I find it hilarious that for weak primes, the factoring algorithm runs faster than the primality test.

halbronk

Generating random numbers is too important to leave it up to chance.

sharkinahat

Always a good day when a Mike Pound video drops!

python-programming

While not directly related to this RSA "shortcoming", this video did remind me of another (arguably more fundamental) concern regarding RSA. It is widely known that the difficulty of factorizing the product of two large and random prime numbers, is that makes RSA work. However, when just 1 of those primes isn't truly random, maybe a fixed value or in any way deterministic or part of some limited/predictable pool/rotation of seemingly random possibilities, it becomes rather trivial to break the cipher (to anyone with knowledge about what makes this prime less random).

Nothing new there. This "trick" has been used in CTF challenges. However, what has surprised me on several occasions, is that not many people appear to realize that it is this same factorization problem that makes it equally hard/impossible to detect any "weakened" key from the outside. In other words: it is nearly impossible to determine if a RSA initiated encrypted transmission is in fact secure, without access to the private key. From a set of private keys, a pattern in primes might still be spotted (although maybe not trivial). But from just public keys, this is certainly nearly impossible.

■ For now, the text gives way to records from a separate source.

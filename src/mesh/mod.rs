//! `Mesh`: vertex / edge / triangle repair mesh.
//!
//! Objects placed independently in a scene overlap, touch and cross each
//! other. The mesh welds their vertices, threads every edge into the edge
//! ring of both endpoints and lets [`Mesh::solve_conflicts`] split edges and
//! triangles until the triangle set is conforming. [`Mesh::triangles`]
//! exports the result as plain [`Triangle`] records for the BSP context.
//!
//! All records live in [`Arena`]s and reference each other through handles:
//! * a [`Vertex`] points at one edge of its ring (`vlnk`),
//! * an [`Edge`] links to the next edge around each of its endpoints,
//! * a [`MeshTriangle`] lists its vertices and the edges between them.

use crate::arena::{Arena, Handle};
use crate::color::Color;
use crate::errors::{Error, Result};
use crate::float_types::{Real, tolerance};
use crate::scene::{self, Material, SceneObject};
use crate::triangle::{self, NO_OBJECT, Triangle};
use hashbrown::HashMap;
use nalgebra::{Matrix4, Point3, Vector3};

mod repair;
mod topology;
mod validate;

pub use repair::{RepairOptions, RepairStats};
pub use topology::EdgesAround;
pub use validate::TopologyError;

pub type VertexId = Handle<Vertex>;
pub type EdgeId = Handle<Edge>;
pub type MeshTriangleId = Handle<MeshTriangle>;

/// A welded mesh vertex.
#[derive(Debug, Clone, PartialEq)]
pub struct Vertex {
    pub pos: Point3<Real>,
    /// Sequential id in creation order.
    pub id: i32,
    /// Entry into the circular list of edges incident to this vertex.
    pub vlnk: Option<EdgeId>,
}

/// An undirected edge between two distinct vertices.
#[derive(Debug, Clone, PartialEq)]
pub struct Edge {
    pub v: [VertexId; 2],
    /// `next[k]` is the following edge in the ring of `v[k]`.
    pub next: [Option<EdgeId>; 2],
    /// Live triangles bounded by this edge, normally one or two.
    pub triangles: Vec<MeshTriangleId>,
    pub removed: bool,
}

impl Edge {
    /// Slot (0 or 1) of `v` in this edge.
    #[inline]
    pub fn side(&self, v: VertexId) -> usize {
        debug_assert!(self.v.contains(&v), "vertex {v:?} is not an endpoint");
        usize::from(self.v[0] != v)
    }

    /// The endpoint that is not `v`.
    #[inline]
    pub fn other(&self, v: VertexId) -> VertexId {
        self.v[1 - self.side(v)]
    }

    #[inline]
    pub fn connects(&self, a: VertexId, b: VertexId) -> bool {
        (self.v[0] == a && self.v[1] == b) || (self.v[0] == b && self.v[1] == a)
    }
}

/// A triangle of the repair mesh. `e[i]` joins `v[i]` and `v[(i + 1) % 3]`.
#[derive(Debug, Clone, Copy, PartialEq)]
pub struct MeshTriangle {
    pub v: [VertexId; 3],
    pub e: [EdgeId; 3],
    pub normals: [Vector3<Real>; 3],
    pub color: Color,
    pub object_id: i32,
    pub face_id: i32,
    /// Earlier triangle with exactly the same vertices, set by
    /// [`Mesh::solve_conflicts`].
    pub coincident: Option<MeshTriangleId>,
    pub removed: bool,
}

/// Repair mesh built from scene objects.
#[derive(Debug, Clone, Default)]
pub struct Mesh {
    vertices: Arena<Vertex>,
    edges: Arena<Edge>,
    triangles: Arena<MeshTriangle>,
    /// Spatial hash used to weld coincident vertices.
    grid: HashMap<[i64; 3], Vec<VertexId>>,
    next_face_id: i32,
    options: RepairOptions,
}

impl Mesh {
    pub fn new() -> Self {
        Self::default()
    }

    /// Mesh whose arenas refuse to grow past the given record counts.
    pub fn with_limits(vertices: usize, edges: usize, triangles: usize) -> Self {
        Mesh {
            vertices: Arena::with_limit(vertices),
            edges: Arena::with_limit(edges),
            triangles: Arena::with_limit(triangles),
            ..Self::default()
        }
    }

    pub fn with_options(mut self, options: RepairOptions) -> Self {
        self.options = options;
        self
    }

    pub const fn options(&self) -> &RepairOptions {
        &self.options
    }

    /// Transform `object` and insert its triangles.
    ///
    /// The object is validated and enough capacity for its worst case is
    /// reserved before anything is inserted, so a failure leaves the mesh as
    /// it was. Triangles that collapse once their vertices are welded are
    /// skipped.
    ///
    /// # Errors
    /// * [`Error::BadState`] for malformed object geometry,
    /// * [`Error::BadArguments`] for a singular transform,
    /// * [`Error::OutOfMemory`] if an arena cannot grow,
    /// * [`Error::Overflow`] if face ids run out.
    pub fn add_object<O: SceneObject + ?Sized>(
        &mut self,
        object: &O,
        transform: &Matrix4<Real>,
        material: &Material,
    ) -> Result<()> {
        let source = scene::triangulate(object, transform)?;
        let face_base = self.next_face_id;
        let next_face_id = i32::try_from(object.faces().len())
            .ok()
            .and_then(|n| face_base.checked_add(n))
            .ok_or_else(|| Error::Overflow("face ids exhausted".into()))?;

        let n = source.len();
        let new_vertices = object.positions().len().min(3 * n);
        self.reserve(new_vertices, 3 * n, n)?;

        let mut skipped = 0;
        for tri in &source {
            let v = [
                self.weld_vertex(tri.points[0])?,
                self.weld_vertex(tri.points[1])?,
                self.weld_vertex(tri.points[2])?,
            ];
            let face_id = face_base + tri.face as i32;
            if self
                .insert_triangle(v, tri.normals, material.color, object.id(), face_id)?
                .is_none()
            {
                skipped += 1;
            }
        }
        self.next_face_id = next_face_id;

        log::trace!(
            "mesh: object {} added {} triangles ({} collapsed)",
            object.id(),
            n - skipped,
            skipped
        );
        Ok(())
    }

    /// Insert a single world-space triangle.
    ///
    /// A triangle without a face id gets a fresh one. Returns `None` when the
    /// welded corners are not distinct.
    pub fn add_triangle(&mut self, triangle: &Triangle) -> Result<Option<MeshTriangleId>> {
        if triangle.points.iter().any(|p| p.coords.iter().any(|c| !c.is_finite())) {
            return Err(Error::BadState("triangle has non-finite coordinates".into()));
        }
        let (face_id, next_face_id) = if triangle.face_id == NO_OBJECT {
            let id = self.next_face_id;
            let next = id
                .checked_add(1)
                .ok_or_else(|| Error::Overflow("face ids exhausted".into()))?;
            (id, next)
        } else {
            (triangle.face_id, self.next_face_id)
        };
        self.reserve(3, 3, 1)?;
        let v = [
            self.weld_vertex(triangle.points[0])?,
            self.weld_vertex(triangle.points[1])?,
            self.weld_vertex(triangle.points[2])?,
        ];
        let t = self.insert_triangle(v, triangle.normals, triangle.color, triangle.object_id, face_id)?;
        self.next_face_id = next_face_id;
        Ok(t)
    }

    fn reserve(&mut self, vertices: usize, edges: usize, triangles: usize) -> Result<()> {
        self.vertices.reserve(vertices)?;
        self.edges.reserve(edges)?;
        self.triangles.reserve(triangles)?;
        self.grid
            .try_reserve(vertices)
            .map_err(|_| Error::OutOfMemory {
                requested: self.grid.len() + vertices,
            })
    }

    /// Wire a triangle over existing vertices. Returns `None` if two corners
    /// are the same vertex.
    pub(crate) fn insert_triangle(
        &mut self,
        v: [VertexId; 3],
        normals: [Vector3<Real>; 3],
        color: Color,
        object_id: i32,
        face_id: i32,
    ) -> Result<Option<MeshTriangleId>> {
        if v[0] == v[1] || v[1] == v[2] || v[2] == v[0] {
            return Ok(None);
        }
        let e = [
            self.find_or_create_edge(v[0], v[1])?,
            self.find_or_create_edge(v[1], v[2])?,
            self.find_or_create_edge(v[2], v[0])?,
        ];
        let t = self.triangles.alloc(MeshTriangle {
            v,
            e,
            normals,
            color,
            object_id,
            face_id,
            coincident: None,
            removed: false,
        })?;
        for edge in e {
            self.edges[edge].triangles.push(t);
        }
        Ok(Some(t))
    }

    fn grid_key(p: &Point3<Real>) -> [i64; 3] {
        let cell = 4.0 * tolerance();
        [
            (p.x / cell).floor() as i64,
            (p.y / cell).floor() as i64,
            (p.z / cell).floor() as i64,
        ]
    }

    /// Existing vertex within the tolerance of `p`.
    pub fn find_vertex(&self, p: &Point3<Real>) -> Option<VertexId> {
        let eps2 = tolerance() * tolerance();
        let [x, y, z] = Self::grid_key(p);
        let mut best: Option<(Real, VertexId)> = None;
        for dx in -1..=1 {
            for dy in -1..=1 {
                for dz in -1..=1 {
                    let Some(cell) = self.grid.get(&[x + dx, y + dy, z + dz]) else {
                        continue;
                    };
                    for &v in cell {
                        let d2 = (self.vertices[v].pos - p).norm_squared();
                        if d2 <= eps2 && best.is_none_or(|(b, _)| d2 < b) {
                            best = Some((d2, v));
                        }
                    }
                }
            }
        }
        best.map(|(_, v)| v)
    }

    /// Return the vertex at `p`, creating it if no vertex is close enough.
    pub(crate) fn weld_vertex(&mut self, p: Point3<Real>) -> Result<VertexId> {
        if let Some(v) = self.find_vertex(&p) {
            return Ok(v);
        }
        let id = i32::try_from(self.vertices.len())
            .map_err(|_| Error::Overflow("vertex ids exhausted".into()))?;
        let v = self.vertices.alloc(Vertex {
            pos: p,
            id,
            vlnk: None,
        })?;
        self.grid.entry(Self::grid_key(&p)).or_default().push(v);
        Ok(v)
    }

    /// Drop all contents, keep the allocated capacity.
    pub fn clear(&mut self) {
        self.vertices.clear();
        self.edges.clear();
        self.triangles.clear();
        self.grid.clear();
        self.next_face_id = 0;
    }

    /// Drop all contents and release the storage.
    pub fn flush(&mut self) {
        self.vertices.flush();
        self.edges.flush();
        self.triangles.flush();
        self.grid = HashMap::new();
        self.next_face_id = 0;
    }

    /// Exchange contents with `other` in constant time.
    pub fn swap(&mut self, other: &mut Mesh) {
        std::mem::swap(self, other);
    }

    /// Replace the contents of `self` with a deep copy of `src`.
    pub fn copy_from(&mut self, src: &Mesh) {
        self.clone_from(src);
    }

    pub fn vertex(&self, v: VertexId) -> &Vertex {
        &self.vertices[v]
    }

    pub fn edge(&self, e: EdgeId) -> &Edge {
        &self.edges[e]
    }

    pub fn triangle(&self, t: MeshTriangleId) -> &MeshTriangle {
        &self.triangles[t]
    }

    pub fn vertices(&self) -> impl Iterator<Item = (VertexId, &Vertex)> + '_ {
        self.vertices.iter()
    }

    pub fn live_edges(&self) -> impl Iterator<Item = (EdgeId, &Edge)> + '_ {
        self.edges.iter().filter(|(_, e)| !e.removed)
    }

    pub fn live_triangles(&self) -> impl Iterator<Item = (MeshTriangleId, &MeshTriangle)> + '_ {
        self.triangles.iter().filter(|(_, t)| !t.removed)
    }

    pub fn vertex_count(&self) -> usize {
        self.vertices.len()
    }

    pub fn edge_count(&self) -> usize {
        self.live_edges().count()
    }

    pub fn triangle_count(&self) -> usize {
        self.live_triangles().count()
    }

    pub fn is_empty(&self) -> bool {
        self.live_triangles().next().is_none()
    }

    /// Corner positions of a mesh triangle.
    pub fn points(&self, t: MeshTriangleId) -> [Point3<Real>; 3] {
        self.triangles[t].v.map(|v| self.vertices[v].pos)
    }

    /// Sum of the areas of all live triangles.
    pub fn total_area(&self) -> Real {
        self.live_triangles()
            .map(|(t, _)| triangle::area(&self.points(t)))
            .sum()
    }

    /// Export live triangles as plain records, ready for
    /// [`Context::add_triangles`](crate::bsp::Context::add_triangles).
    pub fn triangles(&self) -> impl Iterator<Item = Triangle> + '_ {
        self.live_triangles().map(|(t, tri)| Triangle {
            points: self.points(t),
            normals: tri.normals,
            color: tri.color,
            object_id: tri.object_id,
            face_id: tri.face_id,
            next: None,
        })
    }
}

In a way, you could say that RSA is just as good at hiding compromised security, as it is at providing secure cryptography. One may ponder on whether that is a desirable property of good cryptography. One may also wonder whether that might have been just a side effect, or who knows maybe intentional.

The few times I have seen this being brought up, it was instantly discarded as irrelevant. Often in a surprisingly dismissive way. Usually with arguments along the way of: "if you don't trust who generated the keys, all bets are off anyways" or "organizations who take their security seriously, will do such a thing because of X Y Z". However, I can think of at least several scenarios in which a company may like to pretend to use very strong cryptography, while at the same time (secretively) provide a convenient way (e.g. to a 3rd party with "special interests") to eavesdrop on those "secure" transmission without much hassle.

While accusations of any such a thing actually happening remain conspiracy theory, it is the nature of this factorization difficulty in RSA that also makes that it would be almost impossible to prove such a thing taking place (unless some closely guarded secret leaks out). Considering the history of the NSA and RSA (both individually and in relationship with each other), it feels to me like this RSA concern deserves more attention than it generally appears to get. Similar concerns (although for totally different technical reason) might be raised regarding the NSA's EC cryptography.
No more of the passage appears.